=== Task goal ===
Below are entries; write every one of them out again exactly.

=== Excerpted records ===

+ + + +

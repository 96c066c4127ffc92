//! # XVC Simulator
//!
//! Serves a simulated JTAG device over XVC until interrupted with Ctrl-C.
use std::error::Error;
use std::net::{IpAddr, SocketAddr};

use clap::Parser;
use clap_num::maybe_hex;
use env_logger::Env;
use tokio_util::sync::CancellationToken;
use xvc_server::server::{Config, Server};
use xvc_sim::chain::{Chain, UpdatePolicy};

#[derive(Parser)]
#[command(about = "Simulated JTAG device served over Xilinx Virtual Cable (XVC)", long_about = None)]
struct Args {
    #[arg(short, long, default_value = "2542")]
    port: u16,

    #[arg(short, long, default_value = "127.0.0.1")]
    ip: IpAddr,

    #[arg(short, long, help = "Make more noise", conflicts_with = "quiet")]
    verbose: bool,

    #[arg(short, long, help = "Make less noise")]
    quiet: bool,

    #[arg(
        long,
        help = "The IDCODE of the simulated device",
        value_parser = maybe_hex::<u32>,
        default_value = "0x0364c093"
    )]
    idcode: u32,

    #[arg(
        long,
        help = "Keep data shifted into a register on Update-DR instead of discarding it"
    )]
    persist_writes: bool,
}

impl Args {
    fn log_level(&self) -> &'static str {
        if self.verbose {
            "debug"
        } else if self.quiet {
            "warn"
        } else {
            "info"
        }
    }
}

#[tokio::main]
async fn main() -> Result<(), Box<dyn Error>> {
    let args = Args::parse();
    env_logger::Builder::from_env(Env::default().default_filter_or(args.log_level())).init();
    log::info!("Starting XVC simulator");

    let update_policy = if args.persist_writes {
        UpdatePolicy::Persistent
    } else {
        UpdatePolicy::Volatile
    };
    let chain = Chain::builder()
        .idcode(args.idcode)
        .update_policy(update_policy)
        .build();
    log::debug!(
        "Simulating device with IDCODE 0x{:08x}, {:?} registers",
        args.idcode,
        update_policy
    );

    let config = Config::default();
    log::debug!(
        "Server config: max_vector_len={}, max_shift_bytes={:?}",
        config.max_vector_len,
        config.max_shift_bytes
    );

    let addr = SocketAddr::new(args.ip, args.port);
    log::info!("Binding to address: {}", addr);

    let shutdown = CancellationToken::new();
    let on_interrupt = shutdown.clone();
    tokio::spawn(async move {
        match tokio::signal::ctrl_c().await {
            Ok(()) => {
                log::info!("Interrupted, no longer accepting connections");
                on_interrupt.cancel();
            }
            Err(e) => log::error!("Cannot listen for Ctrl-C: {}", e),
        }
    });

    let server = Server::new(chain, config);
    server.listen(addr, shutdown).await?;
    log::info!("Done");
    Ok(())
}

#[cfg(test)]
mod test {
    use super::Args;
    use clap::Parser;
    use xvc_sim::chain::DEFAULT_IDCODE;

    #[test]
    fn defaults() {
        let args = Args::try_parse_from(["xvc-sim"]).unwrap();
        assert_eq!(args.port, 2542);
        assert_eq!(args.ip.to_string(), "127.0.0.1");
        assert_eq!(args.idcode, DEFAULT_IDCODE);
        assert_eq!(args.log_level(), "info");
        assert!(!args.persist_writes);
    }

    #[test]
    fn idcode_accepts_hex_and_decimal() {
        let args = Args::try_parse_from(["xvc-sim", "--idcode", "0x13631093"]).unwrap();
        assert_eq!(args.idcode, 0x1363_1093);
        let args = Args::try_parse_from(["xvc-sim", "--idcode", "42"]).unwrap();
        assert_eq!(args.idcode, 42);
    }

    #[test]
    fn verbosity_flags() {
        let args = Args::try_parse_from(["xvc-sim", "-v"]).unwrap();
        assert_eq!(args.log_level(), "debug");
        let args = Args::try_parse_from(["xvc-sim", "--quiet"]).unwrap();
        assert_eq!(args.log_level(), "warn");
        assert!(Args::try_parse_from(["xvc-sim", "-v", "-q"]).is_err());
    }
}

+ + + +

=== Output below ===
repository 96c066c4127ffc92
//! # XVC Simulator
//!
//! Serves a simulated JTAG device over XVC until interrupted with Ctrl-C.
use std::error::Error;
use std::net::{IpAddr, SocketAddr};

use clap::Parser;
use clap_num::maybe_hex;
use env_logger::Env;
use tokio_util::sync::CancellationToken;
use xvc_server::server::{Config, Server};
use xvc_sim::chain::{Chain, UpdatePolicy};

#[derive(Parser)]
#[command(about = "Simulated JTAG device served over Xilinx Virtual Cable (XVC)", long_about = None)]
struct Args {
    #[arg(short, long, default_value = "2542")]
    port: u16,

    #[arg(short, long, default_value = "127.0.0.1")]
    ip: IpAddr,

    #[arg(short, long, help = "Make more noise", conflicts_with = "quiet")]
    verbose: bool,

    #[arg(short, long, help = "Make less noise")]
    quiet: bool,

    #[arg(
        long,
        help = "The IDCODE of the simulated device",
        value_parser = maybe_hex::<u32>,
        default_value = "0x0364c093"
    )]
    idcode: u32,

    #[arg(
        long,
        help = "Keep data shifted into a register on Update-DR instead of discarding it"
    )]
    persist_writes: bool,
}

impl Args {
    fn log_level(&self) -> &'static str {
        if self.verbose {
            "debug"
        } else if self.quiet {
            "warn"
        } else {
            "info"
        }
    }
}

#[tokio::main]
async fn main() -> Result<(), Box<dyn Error>> {
    let args = Args::parse();
    env_logger::Builder::from_env(Env::default().default_filter_or(args.log_level())).init();
    log::info!("Starting XVC simulator");

    let update_policy = if args.persist_writes {
        UpdatePolicy::Persistent
    } else {
        UpdatePolicy::Volatile
    };
    let chain = Chain::builder()
        .idcode(args.idcode)
        .update_policy(update_policy)
        .build();
    log::debug!(
        "Simulating device with IDCODE 0x{:08x}, {:?} registers",
        args.idcode,
        update_policy
    );

    let config = Config::default();
    log::debug!(
        "Server config: max_vector_len={}, max_shift_bytes={:?}",
        config.max_vector_len,
        config.max_shift_bytes
    );

    let addr = SocketAddr::new(args.ip, args.port);
    log::info!("Binding to address: {}", addr);

    let shutdown = CancellationToken::new();
    let on_interrupt = shutdown.clone();
    tokio::spawn(async move {
        match tokio::signal::ctrl_c().await {
            Ok(()) => {
                log::info!("Interrupted, no longer accepting connections");
                on_interrupt.cancel();
            }
            Err(e) => log::error!("Cannot listen for Ctrl-C: {}", e),
        }
    });

    let server = Server::new(chain, config);
    server.listen(addr, shutdown).await?;
    log::info!("Done");
    Ok(())
}

#[cfg(test)]
mod test {
    use super::Args;
    use clap::Parser;
    use xvc_sim::chain::DEFAULT_IDCODE;

    #[test]
    fn defaults() {
        let args = Args::try_parse_from(["xvc-sim"]).unwrap();
        assert_eq!(args.port, 2542);
        assert_eq!(args.ip.to_string(), "127.0.0.1");
        assert_eq!(args.idcode, DEFAULT_IDCODE);
        assert_eq!(args.log_level(), "info");
        assert!(!args.persist_writes);
    }

    #[test]
    fn idcode_accepts_hex_and_decimal() {
        let args = Args::try_parse_from(["xvc-sim", "--idcode", "0x13631093"]).unwrap();
        assert_eq!(args.idcode, 0x1363_1093);
        let args = Args::try_parse_from(["xvc-sim", "--idcode", "42"]).unwrap();
        assert_eq!(args.idcode, 42);
    }

    #[test]
    fn verbosity_flags() {
        let args = Args::try_parse_from(["xvc-sim", "-v"]).unwrap();
        assert_eq!(args.log_level(), "debug");
        let args = Args::try_parse_from(["xvc-sim", "--quiet"]).unwrap();
        assert_eq!(args.log_level(), "warn");
        assert!(Args::try_parse_from(["xvc-sim", "-v", "-q"]).is_err());
    }
}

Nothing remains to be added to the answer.